-- Task details --
Look through the records and copy each line with the string "impl" in it.

-- Source material --
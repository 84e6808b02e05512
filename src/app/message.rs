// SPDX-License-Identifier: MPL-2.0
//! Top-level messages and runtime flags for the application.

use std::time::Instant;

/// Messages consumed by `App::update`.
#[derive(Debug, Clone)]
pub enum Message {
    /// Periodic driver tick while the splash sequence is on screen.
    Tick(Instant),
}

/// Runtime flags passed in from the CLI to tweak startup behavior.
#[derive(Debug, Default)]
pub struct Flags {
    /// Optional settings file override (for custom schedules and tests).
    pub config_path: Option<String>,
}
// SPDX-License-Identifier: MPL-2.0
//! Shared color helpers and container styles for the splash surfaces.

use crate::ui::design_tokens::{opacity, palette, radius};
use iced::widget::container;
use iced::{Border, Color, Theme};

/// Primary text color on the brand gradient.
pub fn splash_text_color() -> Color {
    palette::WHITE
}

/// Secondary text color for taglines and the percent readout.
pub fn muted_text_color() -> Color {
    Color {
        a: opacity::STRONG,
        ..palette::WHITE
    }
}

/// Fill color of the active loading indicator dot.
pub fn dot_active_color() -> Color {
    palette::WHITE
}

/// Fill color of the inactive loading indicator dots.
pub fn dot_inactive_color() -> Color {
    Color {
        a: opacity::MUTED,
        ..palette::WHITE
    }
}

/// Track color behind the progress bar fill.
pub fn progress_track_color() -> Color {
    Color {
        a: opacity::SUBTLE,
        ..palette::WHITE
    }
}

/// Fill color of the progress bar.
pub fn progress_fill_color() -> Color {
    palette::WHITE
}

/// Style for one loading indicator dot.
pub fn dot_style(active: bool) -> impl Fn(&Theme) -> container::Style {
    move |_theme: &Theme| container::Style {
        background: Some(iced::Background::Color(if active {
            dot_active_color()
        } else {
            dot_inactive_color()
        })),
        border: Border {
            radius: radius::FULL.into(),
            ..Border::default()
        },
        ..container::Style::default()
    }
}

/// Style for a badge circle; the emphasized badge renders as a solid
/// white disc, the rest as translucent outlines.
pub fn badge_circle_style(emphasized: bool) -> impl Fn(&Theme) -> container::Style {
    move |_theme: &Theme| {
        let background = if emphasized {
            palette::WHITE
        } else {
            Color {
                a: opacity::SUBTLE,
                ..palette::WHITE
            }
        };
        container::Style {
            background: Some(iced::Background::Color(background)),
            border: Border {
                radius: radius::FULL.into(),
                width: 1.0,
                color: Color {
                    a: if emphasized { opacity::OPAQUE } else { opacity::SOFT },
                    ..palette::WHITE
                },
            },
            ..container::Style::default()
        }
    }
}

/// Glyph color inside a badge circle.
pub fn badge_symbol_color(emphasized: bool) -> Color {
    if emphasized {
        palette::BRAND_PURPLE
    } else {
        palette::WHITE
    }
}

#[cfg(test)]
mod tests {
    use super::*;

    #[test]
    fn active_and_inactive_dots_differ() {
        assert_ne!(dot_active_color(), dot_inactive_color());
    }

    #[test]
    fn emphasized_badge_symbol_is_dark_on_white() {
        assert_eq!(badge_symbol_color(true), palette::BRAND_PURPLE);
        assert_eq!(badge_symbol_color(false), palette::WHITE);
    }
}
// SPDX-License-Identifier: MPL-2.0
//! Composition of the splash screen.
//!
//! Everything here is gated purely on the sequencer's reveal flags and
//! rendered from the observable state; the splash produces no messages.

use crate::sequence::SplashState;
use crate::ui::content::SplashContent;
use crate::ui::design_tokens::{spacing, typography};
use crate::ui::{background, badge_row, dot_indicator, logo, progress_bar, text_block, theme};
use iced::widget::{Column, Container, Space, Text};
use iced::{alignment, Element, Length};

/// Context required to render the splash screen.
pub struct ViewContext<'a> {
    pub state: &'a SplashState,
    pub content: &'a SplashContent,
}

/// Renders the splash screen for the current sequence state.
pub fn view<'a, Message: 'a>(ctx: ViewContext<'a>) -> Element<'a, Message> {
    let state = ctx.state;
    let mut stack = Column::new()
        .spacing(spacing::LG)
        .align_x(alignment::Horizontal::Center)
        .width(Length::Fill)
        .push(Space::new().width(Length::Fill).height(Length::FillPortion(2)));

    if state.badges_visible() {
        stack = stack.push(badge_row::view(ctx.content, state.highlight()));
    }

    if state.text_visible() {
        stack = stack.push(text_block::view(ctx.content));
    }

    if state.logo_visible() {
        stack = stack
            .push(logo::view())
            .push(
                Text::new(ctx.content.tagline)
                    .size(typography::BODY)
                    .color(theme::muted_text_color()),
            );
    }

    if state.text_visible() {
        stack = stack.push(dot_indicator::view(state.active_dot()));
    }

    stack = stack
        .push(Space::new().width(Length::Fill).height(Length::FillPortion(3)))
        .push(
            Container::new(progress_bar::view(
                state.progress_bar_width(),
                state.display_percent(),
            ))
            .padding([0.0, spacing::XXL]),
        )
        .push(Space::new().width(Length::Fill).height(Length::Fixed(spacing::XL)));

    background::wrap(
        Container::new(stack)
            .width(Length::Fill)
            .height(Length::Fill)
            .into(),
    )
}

-- Response for this exercise --
pub fn dot_style(active: bool) -> impl Fn(&Theme) -> container::Style {
pub fn badge_circle_style(emphasized: bool) -> impl Fn(&Theme) -> container::Style {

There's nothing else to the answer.